__Problem requirements__.
The first line of the entries below, the line containing "Every stage fails", and every line between them should be repeated exactly, and nothing else.

###

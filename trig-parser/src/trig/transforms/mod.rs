//! Transform pipeline infrastructure
//!
//! Stages implement [`Runnable<I, O>`]; a [`Transform<I, O>`] wraps a chain of them and
//! grows with [`Transform::then`], so the compiler checks that each stage accepts what the
//! previous one produced:
//!
//! ```rust,ignore
//! let to_ast = Transform::from_fn(Ok)
//!     .then(Tokenize::new(&PROGRAM_LEXER))   // String -> Lexed
//!     .then(ParseProgram);                     // Lexed -> Program
//! ```
//!
//! The standard chains are built once as `Lazy` statics in [`standard`]. Every stage fails
//! with the compiler's own [`CompileError`], so lexer and parser offsets survive the chain.
//!
//! - [`stages`]: individual stages (tokenizing, parsing)
//! - [`standard`]: pre-built chains for both languages

pub mod stages;
pub mod standard;

use crate::trig::error::CompileError;

/// Anything that can turn an input into an output
pub trait Runnable<I, O> {
    fn run(&self, input: I) -> Result<O, CompileError>;
}

/// A composable transformation from `I` to `O`
pub struct Transform<I, O> {
    run_fn: Box<dyn Fn(I) -> Result<O, CompileError> + Send + Sync>,
}

impl<I, O> Transform<I, O> {
    pub fn from_fn<F>(f: F) -> Self
    where
        F: Fn(I) -> Result<O, CompileError> + Send + Sync + 'static,
    {
        Transform {
            run_fn: Box::new(f),
        }
    }

    /// Append a stage, returning a transform from `I` to the stage's output.
    pub fn then<O2, S>(self, stage: S) -> Transform<I, O2>
    where
        S: Runnable<O, O2> + Send + Sync + 'static,
        I: 'static,
        O: 'static,
        O2: 'static,
    {
        let prev_run = self.run_fn;
        Transform {
            run_fn: Box::new(move |input| {
                let intermediate = prev_run(input)?;
                stage.run(intermediate)
            }),
        }
    }

    /// Append a pre-built static transform.
    pub fn then_transform<O2>(self, next: &'static Transform<O, O2>) -> Transform<I, O2>
    where
        I: 'static,
        O: 'static,
        O2: 'static,
    {
        let prev_run = self.run_fn;
        Transform {
            run_fn: Box::new(move |input| {
                let intermediate = prev_run(input)?;
                next.run(intermediate)
            }),
        }
    }

    pub fn run(&self, input: I) -> Result<O, CompileError> {
        (self.run_fn)(input)
    }
}

impl<I, O> Runnable<I, O> for Transform<I, O>
where
    I: 'static,
    O: 'static,
{
    fn run(&self, input: I) -> Result<O, CompileError> {
        Transform::run(self, input)
    }
}

#[cfg(test)]
mod tests {
    use super::*;

    struct DoubleNumber;
    impl Runnable<i64, i64> for DoubleNumber {
        fn run(&self, input: i64) -> Result<i64, CompileError> {
            Ok(input * 2)
        }
    }

    struct IntToString;
    impl Runnable<i64, String> for IntToString {
        fn run(&self, input: i64) -> Result<String, CompileError> {
            Ok(input.to_string())
        }
    }

    struct FailingStage;
    impl Runnable<i64, i64> for FailingStage {
        fn run(&self, _input: i64) -> Result<i64, CompileError> {
            Err(CompileError::shape("intentional failure"))
        }
    }

    #[test]
    fn test_type_changing_chain() {
        let transform = Transform::from_fn(|x: i64| Ok(x))
            .then(DoubleNumber)
            .then(DoubleNumber)
            .then(IntToString);
        assert_eq!(transform.run(5).unwrap(), "20");
    }

    #[test]
    fn test_error_stops_the_chain() {
        let transform = Transform::from_fn(|x: i64| Ok(x))
            .then(FailingStage)
            .then(IntToString);
        assert_eq!(
            transform.run(5).unwrap_err(),
            CompileError::shape("intentional failure")
        );
    }
}
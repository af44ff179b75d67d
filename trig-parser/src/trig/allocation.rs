//! Id and string-table allocation
//!
//! The allocator walks a parsed tree top-down, left to right, outer before inner, and
//! gives every definable node the next id of its library. Named entities add a label row
//! (`<Kind>/Name/<prefix><id>`), text literals add a value row (`Param/Value/<prefix><id>`).
//!
//! Order inside a library scope:
//!
//! - preset, then each member
//! - global variable, then its value
//! - trigger, then its event call, locals and statements
//! - function or action, then each parameter (and its default), locals and statements
//!
//! Every value gets an id; a call value gets a second one for the call itself. Array
//! indices and block contents are allocated where they appear.
//!
//! Import scopes allocate nothing: external entities are bound to their host library and
//! the id written in the source. The one exception are default values of external
//! parameters, which are values of this run and are allocated in the default library.
//!
//! The walk is deterministic: equal trees allocated from equal counters produce equal ids
//! and equal rows. Allocation consumes the tree and returns it as [`Allocated`], so a tree
//! cannot be allocated twice.

pub mod ids;
pub mod strings;

pub use ids::{IdAllocator, ID_BASE};
pub use strings::StringTable;

use crate::trig::ast::{
    Allocatable, Allocated, Allocation, Block, Call, Catalog, CatalogItem, Definition,
    ExternalDefinition, ImportScope, LibraryScope, ParamDef, Program, Scope, Value, ValueKind,
    VariableDef, DEFAULT_LIBRARY,
};

/// Label table path segments
pub mod kinds {
    pub const TRIGGER: &str = "Trigger";
    pub const FUNCTION_DEF: &str = "FunctionDef";
    pub const VARIABLE: &str = "Variable";
    pub const PARAM_DEF: &str = "ParamDef";
    pub const PRESET: &str = "Preset";
    pub const PRESET_VALUE: &str = "PresetValue";
    pub const CATEGORY: &str = "Category";
    pub const LIBRARY: &str = "Library";
}

/// Allocation state of one run: id counters plus both string tables.
#[derive(Debug, Clone, Default, PartialEq)]
pub struct Allocator {
    ids: IdAllocator,
    labels: StringTable,
    values: StringTable,
}

impl Allocator {
    pub fn new() -> Self {
        Self::default()
    }

    /// Resume from saved state, e.g. after a cache hit.
    pub fn from_parts(ids: IdAllocator, labels: StringTable, values: StringTable) -> Self {
        Allocator {
            ids,
            labels,
            values,
        }
    }

    pub fn into_parts(self) -> (IdAllocator, StringTable, StringTable) {
        (self.ids, self.labels, self.values)
    }

    pub fn ids(&self) -> &IdAllocator {
        &self.ids
    }

    pub fn labels(&self) -> &StringTable {
        &self.labels
    }

    pub fn values(&self) -> &StringTable {
        &self.values
    }

    pub fn allocate_program(&mut self, mut program: Program) -> Allocated<Program> {
        let before = self.ids.issued();
        for scope in &mut program.scopes {
            match scope {
                Scope::Import(import) => self.bind_import(import),
                Scope::Library(library) => self.library(library),
            }
        }
        tracing::debug!(ids = self.ids.issued() - before, "allocated program");
        Allocated::new(program)
    }

    pub fn allocate_catalog(&mut self, mut catalog: Catalog) -> Allocated<Catalog> {
        let before = self.ids.issued();
        for library in &mut catalog.libraries {
            if library.name != DEFAULT_LIBRARY {
                self.labels.put(
                    format!("{}/Name/{}", kinds::LIBRARY, library.name),
                    library.description.clone(),
                );
            }
            self.items(&library.name, &mut library.items);
        }
        tracing::debug!(ids = self.ids.issued() - before, "allocated catalog");
        Allocated::new(catalog)
    }

    fn assign(&mut self, library: &str, node: &mut impl Allocatable) -> Allocation {
        let allocation = self.ids.allocate(library);
        *node.slot() = Some(allocation.clone());
        allocation
    }

    fn label(&mut self, kind: &str, allocation: &Allocation, text: &str) {
        self.labels
            .put(format!("{}/Name/{}", kind, allocation.string_key()), text);
    }

    fn bind_import(&mut self, import: &mut ImportScope) {
        let library = import.library.clone();
        for definition in &mut import.definitions {
            match definition {
                // the preset itself has no id of its own, only its members do
                ExternalDefinition::Preset(preset) => {
                    for member in &mut preset.members {
                        member.allocation = Some(Allocation::new(library.clone(), member.id));
                    }
                }
                ExternalDefinition::Function(function) => {
                    function.allocation = Some(Allocation::new(library.clone(), function.id));
                    for param in &mut function.params {
                        param.allocation = Some(Allocation::new(library.clone(), param.id));
                        if let Some(default) = &mut param.default {
                            self.value(DEFAULT_LIBRARY, default);
                        }
                    }
                }
                ExternalDefinition::Variable(variable) => {
                    variable.allocation = Some(Allocation::new(library.clone(), variable.id));
                }
            }
        }
    }

    fn library(&mut self, scope: &mut LibraryScope) {
        let LibraryScope {
            library,
            definitions,
        } = scope;
        for definition in definitions {
            match definition {
                Definition::Preset(preset) => {
                    let allocation = self.assign(library, preset);
                    self.label(kinds::PRESET, &allocation, &preset.description);
                    for member in &mut preset.members {
                        let allocation = self.assign(library, member);
                        self.label(kinds::PRESET_VALUE, &allocation, &member.name);
                    }
                }
                Definition::Variable(variable) => self.variable(library, variable),
                Definition::Trigger(trigger) => {
                    let allocation = self.assign(library, trigger);
                    self.label(kinds::TRIGGER, &allocation, &trigger.description);
                    self.call(library, &mut trigger.event);
                    self.block(library, &mut trigger.body);
                }
                Definition::Function(function) => {
                    let allocation = self.assign(library, function);
                    self.label(kinds::FUNCTION_DEF, &allocation, &function.description);
                    for param in &mut function.params {
                        self.param(library, param);
                    }
                    self.block(library, &mut function.body);
                }
            }
        }
    }

    fn param(&mut self, library: &str, param: &mut ParamDef) {
        let allocation = self.assign(library, param);
        self.label(kinds::PARAM_DEF, &allocation, &param.name);
        if let Some(default) = &mut param.default {
            self.value(library, default);
        }
    }

    fn variable(&mut self, library: &str, variable: &mut VariableDef) {
        let allocation = self.assign(library, variable);
        self.label(kinds::VARIABLE, &allocation, &variable.name);
        self.value(library, &mut variable.value);
    }

    fn block(&mut self, library: &str, block: &mut Block) {
        for local in &mut block.locals {
            self.variable(library, local);
        }
        for statement in &mut block.statements {
            self.call(library, statement);
        }
    }

    fn call(&mut self, library: &str, call: &mut Call) {
        self.assign(library, call);
        for arg in &mut call.args {
            self.value(library, arg);
        }
    }

    fn value(&mut self, library: &str, value: &mut Value) {
        let allocation = self.assign(library, value);
        match &mut value.kind {
            ValueKind::Text(text) => {
                self.values
                    .put(format!("Param/Value/{}", allocation.string_key()), text.clone());
            }
            ValueKind::ArrayElement { indices, .. } => {
                for index in indices {
                    self.value(library, index);
                }
            }
            ValueKind::Call(call) => self.call(library, call),
            ValueKind::Block(block) => self.block(library, block),
            ValueKind::String(_)
            | ValueKind::Int(_)
            | ValueKind::Bool(_)
            | ValueKind::PresetMember { .. }
            | ValueKind::Variable(_) => {}
        }
    }

    fn items(&mut self, library: &str, items: &mut [CatalogItem]) {
        for item in items {
            if let CatalogItem::Folder(folder) = item {
                let allocation = self.assign(library, folder);
                self.label(kinds::CATEGORY, &allocation, &folder.description);
                self.items(library, &mut folder.items);
            }
        }
    }
}

#[cfg(test)]
mod tests {
    use super::*;
    use crate::trig::ast::ElementId;
    use crate::trig::grammars::{parse_catalog, parse_program, CATALOG_LEXER, PROGRAM_LEXER};

    fn program(source: &str) -> Program {
        let tokens = PROGRAM_LEXER.tokenize(source).unwrap();
        parse_program(&tokens, source.len()).unwrap()
    }

    #[test]
    fn test_preset_allocation() {
        let mut allocator = Allocator::new();
        let allocated = allocator
            .allocate_program(program(r#"library "0" { preset Colors "Colors" { Red, Green } }"#));
        assert_eq!(allocator.ids().issued(), 3);
        assert_eq!(
            allocator.labels().render(),
            "Preset/Name/10000001=Colors\nPresetValue/Name/10000002=Red\nPresetValue/Name/10000003=Green"
        );
        let Scope::Library(library) = &allocated.scopes[0] else {
            panic!("expected library");
        };
        let Definition::Preset(preset) = &library.definitions[0] else {
            panic!("expected preset");
        };
        assert_eq!(
            preset.members[1].allocation,
            Some(Allocation::new("0", ElementId::new(0x1000_0003)))
        );
    }

    #[test]
    fn test_call_value_takes_two_ids_and_text_emits_value_row() {
        let mut allocator = Allocator::new();
        allocator.allocate_program(program(
            r#"library "L" { string s = concat(text"hi", "x"); }"#,
        ));
        // variable, value, call, text arg, string arg
        assert_eq!(allocator.ids().last("L"), Some(ElementId::new(0x1000_0005)));
        assert_eq!(
            allocator.values().render(),
            "Param/Value/lib_L_10000004=hi"
        );
        assert_eq!(
            allocator.labels().get("Variable/Name/lib_L_10000001"),
            Some("s")
        );
    }

    #[test]
    fn test_imports_bind_given_ids() {
        let mut allocator = Allocator::new();
        let allocated = allocator.allocate_program(program(
            r#"import "Ntve" { function Abs = 0000000A (v: int = 0000000B); }"#,
        ));
        assert_eq!(allocator.ids().issued(), 0);
        assert!(allocator.labels().is_empty());
        let Scope::Import(import) = &allocated.scopes[0] else {
            panic!("expected import");
        };
        let ExternalDefinition::Function(abs) = &import.definitions[0] else {
            panic!("expected function");
        };
        assert_eq!(
            abs.allocation,
            Some(Allocation::new("Ntve", ElementId::new(0xA)))
        );
        assert_eq!(
            abs.params[0].allocation,
            Some(Allocation::new("Ntve", ElementId::new(0xB)))
        );
    }

    #[test]
    fn test_catalog_shares_counters_with_program() {
        let mut allocator = Allocator::new();
        allocator.allocate_program(program(r#"library "0" { int x = 1; }"#));
        let source = r#"library "0" "Main" { folder "F" { x } } library "Q" "Quest" { folder "G" { } }"#;
        let tokens = CATALOG_LEXER.tokenize(source).unwrap();
        allocator.allocate_catalog(parse_catalog(&tokens, source.len()).unwrap());
        assert_eq!(allocator.labels().get("Category/Name/10000003"), Some("F"));
        assert_eq!(allocator.labels().get("Library/Name/Q"), Some("Quest"));
        assert_eq!(
            allocator.labels().get("Category/Name/lib_Q_10000001"),
            Some("G")
        );
        assert_eq!(allocator.labels().get("Library/Name/0"), None);
    }
}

###

__Solved problem__.
filename trig-parser/src/trig/transforms/mod.rs
//! Transform pipeline infrastructure
//!
//! Stages implement [`Runnable<I, O>`]; a [`Transform<I, O>`] wraps a chain of them and
//! grows with [`Transform::then`], so the compiler checks that each stage accepts what the
//! previous one produced:
//!
//! ```rust,ignore
//! let to_ast = Transform::from_fn(Ok)
//!     .then(Tokenize::new(&PROGRAM_LEXER))   // String -> Lexed
//!     .then(ParseProgram);                     // Lexed -> Program
//! ```
//!
//! The standard chains are built once as `Lazy` statics in [`standard`]. Every stage fails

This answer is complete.